I'm a writer. I write stories. I'm an author of stories and two novels in progress and one memoir. I'm also a poet. And I've written a few scripts; short ones (stage and radio).
Those are stories.
Recently I've been working with someone on making some life changes and we've been talking about "being in story." This isn't the first time this has come up. But I think I finally "get it."
Stories are good. Stories have drama and impact and can move, excite, give pleasure, explain, and so on. Being "in story" can have that same effect.
But the problem with being "in story" is that when that happens, I'm not being present with myself and my experience. My desires, wants, needs. I'm focusing on the other person/people/situation and not on my experience of it.

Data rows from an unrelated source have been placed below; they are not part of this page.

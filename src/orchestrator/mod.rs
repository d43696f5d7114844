//! 编排层（Orchestration Layer）
//!
//! ## 职责
//!
//! 本层负责批量查询的调度，把一批查询变成与输入一一对应的结果序列。
//!
//! ## 模块划分
//!
//! ### `fan_out` - 扇出批量
//! - 每条查询走单条查询流程（缓存 + 限流）
//! - 协作式：Semaphore 限制在途数量；阻塞式：顺序执行
//!
//! ### `bulk` - 原生批量
//! - 按上传上限切块，每块一个临时文件
//! - 按行号把结果放回原位，绕过缓存
//!
//! ## 层次关系
//!
//! ```text
//! clients::Geocoder (选择策略)
//!     ↓
//! orchestrator::{fan_out, bulk}
//!     ↓
//! workflow::{AsyncExecutor, BlockingExecutor}
//!     ↓
//! services (限流 / 缓存)  +  providers (构造请求 / 解析)
//!     ↓
//! infrastructure (传输)
//! ```

pub mod bulk;
pub mod fan_out;

pub use bulk::{native_bulk, native_bulk_blocking, ChunkArtifact, ChunkPlanner, PendingChunk};
pub use fan_out::{fan_out, fan_out_blocking};

use crate::models::BatchOutcome;

/// 批量策略
#[derive(Debug, Clone, Copy, PartialEq, Eq)]
pub enum BatchStrategy {
    FanOut,
    NativeBulk,
}

impl BatchStrategy {
    pub fn label(&self) -> &'static str {
        match self {
            BatchStrategy::FanOut => "fan-out",
            BatchStrategy::NativeBulk => "native bulk",
        }
    }
}

/// 批量处理统计
#[derive(Debug, Default, Clone, Copy, PartialEq, Eq)]
pub struct BatchStats {
    pub matched: usize,
    pub unmatched: usize,
    pub failed: usize,
}

impl BatchStats {
    pub fn from_outcomes(outcomes: &[BatchOutcome]) -> Self {
        outcomes
            .iter()
            .fold(Self::default(), |mut stats, outcome| {
                match outcome {
                    Ok(Some(_)) => stats.matched += 1,
                    Ok(None) => stats.unmatched += 1,
                    Err(_) => stats.failed += 1,
                }
                stats
            })
    }

    pub fn total(&self) -> usize {
        self.matched + self.unmatched + self.failed
    }
}
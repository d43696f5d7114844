//! 查询模型
//!
//! 一个 `Query` 就是一次（正向或反向）地理编码请求，构造后不可变

use crate::error::{GeocoderError, GeocoderResult};
use regex::Regex;
use serde::{Deserialize, Serialize};
use std::collections::BTreeMap;
use std::fmt::{self, Display};
use std::str::FromStr;
use std::sync::OnceLock;
use std::time::Duration;

/// 坐标点（WGS84，十进制度）
#[derive(Debug, Clone, Copy, PartialEq, Serialize, Deserialize)]
pub struct Point {
    pub latitude: f64,
    pub longitude: f64,
}

impl Point {
    /// 创建坐标点，校验经纬度范围
    pub fn new(latitude: f64, longitude: f64) -> GeocoderResult<Self> {
        if !latitude.is_finite() || !(-90.0..=90.0).contains(&latitude) {
            return Err(GeocoderError::Query(format!("纬度越界: {}", latitude)));
        }
        if !longitude.is_finite() || !(-180.0..=180.0).contains(&longitude) {
            return Err(GeocoderError::Query(format!("经度越界: {}", longitude)));
        }
        Ok(Self {
            latitude,
            longitude,
        })
    }
}

fn point_pattern() -> &'static Regex {
    static PATTERN: OnceLock<Regex> = OnceLock::new();
    PATTERN.get_or_init(|| {
        Regex::new(r"^\s*([-+]?\d+(?:\.\d+)?)\s*[,;\s]\s*([-+]?\d+(?:\.\d+)?)\s*$")
            .expect("坐标正则表达式无效")
    })
}

impl FromStr for Point {
    type Err = GeocoderError;

    /// 解析 `"48.154587, 3.221237"` 形式的坐标字符串
    fn from_str(s: &str) -> Result<Self, Self::Err> {
        let caps = point_pattern()
            .captures(s)
            .ok_or_else(|| GeocoderError::Query(format!("必须是坐标对: {:?}", s)))?;

        let parse = |idx: usize| -> GeocoderResult<f64> {
            caps[idx]
                .parse::<f64>()
                .map_err(|e| GeocoderError::Query(format!("无法解析坐标 {:?}: {}", s, e)))
        };

        Point::new(parse(1)?, parse(2)?)
    }
}

impl Display for Point {
    fn fmt(&self, f: &mut fmt::Formatter<'_>) -> fmt::Result {
        write!(f, "{}, {}", self.latitude, self.longitude)
    }
}

/// 查询目标：地址文本或坐标
#[derive(Debug, Clone, PartialEq, Serialize, Deserialize)]
pub enum QueryTarget {
    /// 正向地理编码
    Address(String),
    /// 反向地理编码
    Reverse(Point),
}

/// 查询选项
#[derive(Debug, Clone, PartialEq, Serialize, Deserialize)]
pub struct QueryOptions {
    /// 服务端返回结果的最大数量
    pub limit: Option<usize>,
    /// 结果语言（ISO 639-1）
    pub language: Option<String>,
    /// 只保留第一个结果
    pub exactly_one: bool,
    /// 服务特有的过滤参数（例如 IGN 的 `index` / `type`）
    pub filters: BTreeMap<String, String>,
    /// 覆盖客户端默认超时
    #[serde(skip)]
    pub timeout: Option<Duration>,
}

impl Default for QueryOptions {
    fn default() -> Self {
        Self {
            limit: None,
            language: None,
            exactly_one: true,
            filters: BTreeMap::new(),
            timeout: None,
        }
    }
}

/// 一次地理编码请求
#[derive(Debug, Clone, PartialEq, Serialize, Deserialize)]
pub struct Query {
    pub target: QueryTarget,
    pub options: QueryOptions,
}

impl Query {
    /// 地址 → 坐标
    pub fn address(text: impl Into<String>) -> Self {
        Self {
            target: QueryTarget::Address(text.into()),
            options: QueryOptions::default(),
        }
    }

    /// 坐标 → 地址
    pub fn reverse(point: Point) -> Self {
        Self {
            target: QueryTarget::Reverse(point),
            options: QueryOptions::default(),
        }
    }

    pub fn with_limit(mut self, limit: usize) -> Self {
        self.options.limit = Some(limit);
        self
    }

    pub fn with_language(mut self, language: impl Into<String>) -> Self {
        self.options.language = Some(language.into());
        self
    }

    pub fn with_filter(mut self, key: impl Into<String>, value: impl Into<String>) -> Self {
        self.options.filters.insert(key.into(), value.into());
        self
    }

    pub fn with_timeout(mut self, timeout: Duration) -> Self {
        self.options.timeout = Some(timeout);
        self
    }

    /// 返回全部结果而不是只取第一个
    pub fn all_results(mut self) -> Self {
        self.options.exactly_one = false;
        self
    }

    /// 校验查询是否可以发出
    pub fn validate(&self) -> GeocoderResult<()> {
        match &self.target {
            QueryTarget::Address(text) if text.trim().is_empty() => {
                Err(GeocoderError::Query("地址文本为空".to_string()))
            }
            QueryTarget::Address(_) => Ok(()),
            QueryTarget::Reverse(point) => Point::new(point.latitude, point.longitude).map(|_| ()),
        }?;

        if self.options.limit == Some(0) {
            return Err(GeocoderError::Query("limit 必须大于 0".to_string()));
        }
        Ok(())
    }

    /// 地址文本（反向查询时为 None）
    pub fn text(&self) -> Option<&str> {
        match &self.target {
            QueryTarget::Address(text) => Some(text),
            QueryTarget::Reverse(_) => None,
        }
    }
}

impl From<&str> for Query {
    fn from(text: &str) -> Self {
        Query::address(text)
    }
}

impl From<String> for Query {
    fn from(text: String) -> Self {
        Query::address(text)
    }
}

impl From<Point> for Query {
    fn from(point: Point) -> Self {
        Query::reverse(point)
    }
}

impl Display for Query {
    fn fmt(&self, f: &mut fmt::Formatter<'_>) -> fmt::Result {
        match &self.target {
            QueryTarget::Address(text) => write!(f, "{}", text),
            QueryTarget::Reverse(point) => write!(f, "({})", point),
        }
    }
}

It's not easy to explain here and perhaps some of you are shaking your head. Some of you may not agree with that concept. And some of you may be where I've been with this idea and not totally understand the difference.
And maybe I shouldn't even write about that here. It's personal. It's private. Yet as a writer, as a very young writer, people (make that my mother) didn't believe me sometimes *because* I was a writer - I "told stories."
So now I'm writing. Writing a lot. Writing fiction and non-fiction and creative non-fiction. And I don't want to get caught "in story" when I'm doing my own personal growth work. The big break through is that I'm noticing and that I'm learning to feel the difference. And I wonder if there is a correlation that, as I work through some of the harder parts of the memoir, perhaps I'm being able to move out of being "in story" and can see when I'm in that outward focused place and move through it.
Writing. Being present. These are what I do as a writer. Which is different than being "in story" when things get hard or there's conflict.